Мы с братьями топтались у порога -
Волнение, растерянность, тревога…
Надеялись на снег, но снег не шёл!
Отец сказал, что это хорошо.
Никто не понял, что происходило…
Зима в тот год внезапно наступила,
Тем более, когда живёшь в глуши -
Блуждая в темноте своей души,
Как со свечой по вымершему дому,
В котором всё до боли незнакомо:
Сандалии при входе, полумрак,
Сундук для книг, стоящий точно так,
Как если б он стоял на самом деле.
Знакомый запах. Все уже поели.
И одеяла свёрнуты в углу…
Я вымыл руки и теперь могу
Идти играть, скакать в камнях с верёвкой,
Глазеть на птиц. В то утро очень ловко
Я подтянул маслины уходя…
И рук не отнимая понял я,
Что если вверх весь день бросать маслины -
То облака плывут неуловимо
И видно, как вращается земля!
С тех пор не спал отец и вся семья,
Едва зима задышит у порога -
Волнение, растерянность, тревога…
И видно, как вращается земля.
***
… Потом был колодец и слива росла.
Слива ещё во дворе росла!
Синяя слива и птица над ней
Летела без отдыха несколько дней.
Опустилась она и качнулась листва,
Отражаясь в колодце, как будто листва.
Я заметил на сливе невидимый блик,
И вот-вот упадёт, и уснул в тот же миг…
«Я райские травы ногами топтал,
Диск золотой надо мной летал.
Я райские травы ногами топтал,
Звёзд хоровод надо мной мерцал…»
Я за долю мгновенья обрёл и навек
Потерял, как теряет любой человек,
Когда слива и птица друг друга задев,
Разбудили меня, громко щёлкнув в воде!
Успел я сорвать напоследок в траве
Цветок.
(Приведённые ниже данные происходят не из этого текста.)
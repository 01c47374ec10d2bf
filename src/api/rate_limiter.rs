use std::collections::VecDeque;
use std::sync::Arc;
use std::time::Duration;

use dashmap::DashMap;
use parking_lot::Mutex;
use tokio::time::{sleep, Instant};
use tracing::{debug, warn};

/// Request budget for one sliding window
#[derive(Debug, Clone, Copy, PartialEq, Eq)]
pub struct WindowLimit {
    /// Maximum cost granted within any `period`
    pub capacity: u32,
    pub period: Duration,
}

impl WindowLimit {
    pub fn new(capacity: u32, period: Duration) -> Self {
        Self { capacity, period }
    }
}

#[derive(Debug)]
struct Window {
    limit: WindowLimit,
    /// Grants still inside the window, oldest first
    grants: VecDeque<(Instant, u32)>,
    used: u32,
}

impl Window {
    fn new(limit: WindowLimit) -> Self {
        Self {
            limit,
            grants: VecDeque::new(),
            used: 0,
        }
    }

    fn prune(&mut self, now: Instant) {
        while let Some(&(at, cost)) = self.grants.front() {
            if now.duration_since(at) >= self.limit.period {
                self.grants.pop_front();
                self.used -= cost;
            } else {
                break;
            }
        }
    }

    /// Time until `cost` fits, or zero if it fits now
    fn wait_for(&self, cost: u32, now: Instant) -> Duration {
        if self.used + cost <= self.limit.capacity {
            return Duration::ZERO;
        }

        // Walk the oldest grants until enough budget would be released
        let mut released = 0;
        for &(at, grant) in &self.grants {
            released += grant;
            if self.used - released + cost <= self.limit.capacity {
                return (at + self.limit.period).saturating_duration_since(now);
            }
        }
        self.limit.period
    }

    fn record(&mut self, cost: u32, now: Instant) {
        self.grants.push_back((now, cost));
        self.used += cost;
    }
}

#[derive(Debug)]
struct LimiterState {
    windows: Vec<Window>,
    paused_until: Option<Instant>,
}

/// Multi-window sliding rate limiter.
///
/// All windows are checked and charged under a single lock so concurrent
/// callers can never jointly overshoot a window. The lock is never held
/// across an await point.
#[derive(Debug)]
pub struct RateLimiter {
    state: Mutex<LimiterState>,
}

impl RateLimiter {
    pub fn new(limits: &[WindowLimit]) -> Self {
        Self {
            state: Mutex::new(LimiterState {
                windows: limits.iter().copied().map(Window::new).collect(),
                paused_until: None,
            }),
        }
    }

    /// Try to spend `cost` from every window.
    ///
    /// Returns `Duration::ZERO` when the cost was granted, otherwise how long
    /// the caller should wait before trying again. Nothing is charged when a
    /// wait is returned.
    pub fn acquire(&self, cost: u32) -> Duration {
        let now = Instant::now();
        let mut state = self.state.lock();

        if let Some(until) = state.paused_until {
            if until > now {
                return until - now;
            }
            state.paused_until = None;
        }

        let mut wait = Duration::ZERO;
        for window in state.windows.iter_mut() {
            window.prune(now);
            let cost = clamp_cost(cost, &window.limit);
            wait = wait.max(window.wait_for(cost, now));
        }

        if wait.is_zero() {
            for window in state.windows.iter_mut() {
                let cost = clamp_cost(cost, &window.limit);
                window.record(cost, now);
            }
        }

        wait
    }

    /// Wait until `cost` has been granted
    pub async fn until_ready(&self, cost: u32) {
        loop {
            let wait = self.acquire(cost);
            if wait.is_zero() {
                return;
            }
            debug!("Rate limiter full, waiting {:?}", wait);
            sleep(wait).await;
        }
    }

    /// Refuse all grants for `duration`, e.g. after the server answered 429
    pub fn pause_for(&self, duration: Duration) {
        let until = Instant::now() + duration;
        let mut state = self.state.lock();
        if state.paused_until.map_or(true, |current| current < until) {
            state.paused_until = Some(until);
        }
    }

    /// Cost currently charged against each window, in configuration order
    pub fn usage(&self) -> Vec<u32> {
        let now = Instant::now();
        let mut state = self.state.lock();
        state
            .windows
            .iter_mut()
            .map(|w| {
                w.prune(now);
                w.used
            })
            .collect()
    }
}

fn clamp_cost(cost: u32, limit: &WindowLimit) -> u32 {
    if cost > limit.capacity {
        warn!(
            "Request cost {} exceeds window capacity {}, clamping",
            cost, limit.capacity
        );
        limit.capacity
    } else {
        cost
    }
}

/// One limiter per routing host, created on first use.
///
/// Regional and platform hosts have independent budgets upstream, so they
/// get independent locks here.
#[derive(Debug)]
pub struct RateLimiterRegistry {
    limits: Vec<WindowLimit>,
    limiters: DashMap<String, Arc<RateLimiter>>,
}

impl RateLimiterRegistry {
    pub fn new(limits: Vec<WindowLimit>) -> Self {
        Self {
            limits,
            limiters: DashMap::new(),
        }
    }

    pub fn limiter(&self, host: &str) -> Arc<RateLimiter> {
        if let Some(limiter) = self.limiters.get(host) {
            return Arc::clone(&limiter);
        }

        let limiter = self
            .limiters
            .entry(host.to_string())
            .or_insert_with(|| Arc::new(RateLimiter::new(&self.limits)));
        Arc::clone(&limiter)
    }
}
Я держать его буду тебе!
… Потом был колодец и слива росла.
Слива ещё во дворе росла!
Но пустыми руками я трогал лицо,
Как застывшее олово твёрдым свинцом.
И до дыр я глаза себе песней протёр,
Той, что пел незнакомый заезжий актёр:
«Я райские травы ногами топтал,
Диск золотой надо мной летал.
Я райские травы ногами топтал,
Звёзд хоровод надо мной мерцал…
Но пришел мой черед по земле ступать
И рожая меня громко вскрикнула мать!
Долгий путь по земле мои ноги прошли,
Но по райской траве всё скучают они…»
***
В отчаянье и одиночестве
пускаюсь я в путь,
без надежды
когда-нибудь даже приблизиться к цели...
Над головой,
тишиною ожившею вдруг,
кружится птица
в полузабытом веселье…
Безместная… Ей
хорошо с высоты различимы
и призраки, и люди, и следы.
Иллюзии
так ясны нестерпимо...
Прекрасное не требует воды.
Хрустит песок,
вот я и встретил друга...
Он умер
безмятежно и легко -
от времени. От этого недуга
еще не выздоравливал никто.
Открываю глаза ... Мотыльки...
Мотыльки не кусаются, знаю.
Закрываю глаза, понимаю -
всё к зиме, даже это к зиме...
Я остался один на земле
и скользят молодые улитки
по глазам, где-то там...
в глубине.
КНИГА В КНИГЕ *
(часть 3)
ЛУННЫЕ ЯБЛОКИ
( стихи неизвестного автора )*
К высылаемой КНИГЕ
… Я мажу пальцами горчицу на пирог
И бородою вытираю руки,
В посуду винную (я думаю - от скуки)
Мочусь с утра. И выйдя за порог,
Я никогда не помню - хоть ты тресни -
Как попадаю вечером домой?
Пою всегда одну и ту же песню:
Что Хаз-Булат… на редкость удалой.
Ну, в общем, я тот самый дурачок,
С которым можно поболтать о том, об этом.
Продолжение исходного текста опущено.